Ollie's recognizes retail sales in its stores when merchandise is sold and the
customer takes possession of the merchandise.  Also included in net sales is
revenue allocated to certain redeemed discounts earned via the Ollie's Army
loyalty program and gift card breakage.  Net sales are presented net of returns
and sales tax.  Net sales consist of sales from comparable stores and
non-comparable stores, described below under "Comparable Store Sales."  Growth
of our net sales is primarily driven by expansion of our store base in existing
and new markets.  As we continue to grow, we believe we will have greater access
to brand name and closeout merchandise and an increased deal selection,
resulting in more potential offerings for our customers.  Net sales are impacted
by product mix, merchandise mix and availability, as well as promotional
activities and the spending habits of our customers. Our broad selection of
offerings across diverse product categories supports growth in net sales by
attracting new customers, which results in higher spending levels and frequency
of shopping visits from our customers, including Ollie's Army members.

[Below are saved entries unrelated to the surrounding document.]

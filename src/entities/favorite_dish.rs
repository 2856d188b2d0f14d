//! Favorite dish entity - a (user, dish) bookmark.

use sea_orm::entity::prelude::*;
use serde::{Deserialize, Serialize};

/// Favorite dish database model
#[derive(Clone, Debug, PartialEq, Eq, DeriveEntityModel, Serialize, Deserialize)]
#[sea_orm(table_name = "favorite_dishes")]
pub struct Model {
    /// Unique identifier
    #[sea_orm(primary_key)]
    pub id: i64,
    /// Auth-provider user id
    #[sea_orm(indexed)]
    pub user_id: String,
    /// Bookmarked dish
    pub dish_id: i64,
    /// When the bookmark was made
    pub created_at: DateTimeUtc,
}

/// Defines relationships between `FavoriteDish` and other entities
#[derive(Copy, Clone, Debug, EnumIter, DeriveRelation)]
pub enum Relation {
    /// Each favorite points at one dish
    #[sea_orm(
        belongs_to = "super::dish::Entity",
        from = "Column::DishId",
        to = "super::dish::Column::Id",
        on_delete = "Cascade"
    )]
    Dish,
}

impl Related<super::dish::Entity> for Entity {
    fn to() -> RelationDef {
        Relation::Dish.def()
    }
}

impl ActiveModelBehavior for ActiveModel {}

The spending habits of our customers are subject to macroeconomic conditions and
changes in discretionary income.  Our customers' discretionary income is
primarily impacted by gas prices, wages, rising interest rates, and consumer
trends and preferences, which fluctuate depending on the environment.  However,
because we offer a broad selection of merchandise at extreme values, we believe
we are less impacted than other retailers by economic cycles that correspond
with declines in general consumer spending habits.  We believe we also benefit
from periods of increased consumer spending.

Comparable Store Sales



Comparable store sales measure performance of a store during the current
reporting period against the performance of the same store in the corresponding
period of the previous year.  Comparable store sales consist of net sales from
our stores beginning on the first day of the sixteenth full fiscal month
following the store's opening, which is when we believe comparability is
achieved.  Comparable store sales are impacted by the same factors that impact
net sales.

We define comparable stores to be stores that:

? have been remodeled while remaining open;

? are closed for five or fewer days in any fiscal month;

? are closed temporarily and relocated within their respective trade areas; and

? have expanded, but are not significantly different in size, within their

current locations.





Non-comparable store sales consist of new store sales and sales for stores not
open for a full 15 months.  Stores which are closed temporarily, but for more
than five days in any fiscal month, are included in non-comparable store sales
beginning in the fiscal month in which the temporary closure begins until the
first full month of operation once the store re-opens, at which time they are
included in comparable store sales.

Opening new stores is the primary component of our growth strategy and as we
continue to execute on our growth strategy, we expect a significant portion of
our sales growth will be attributable to non-comparable store sales.
Accordingly, comparable store sales are only one measure we use to assess the
success of our growth strategy.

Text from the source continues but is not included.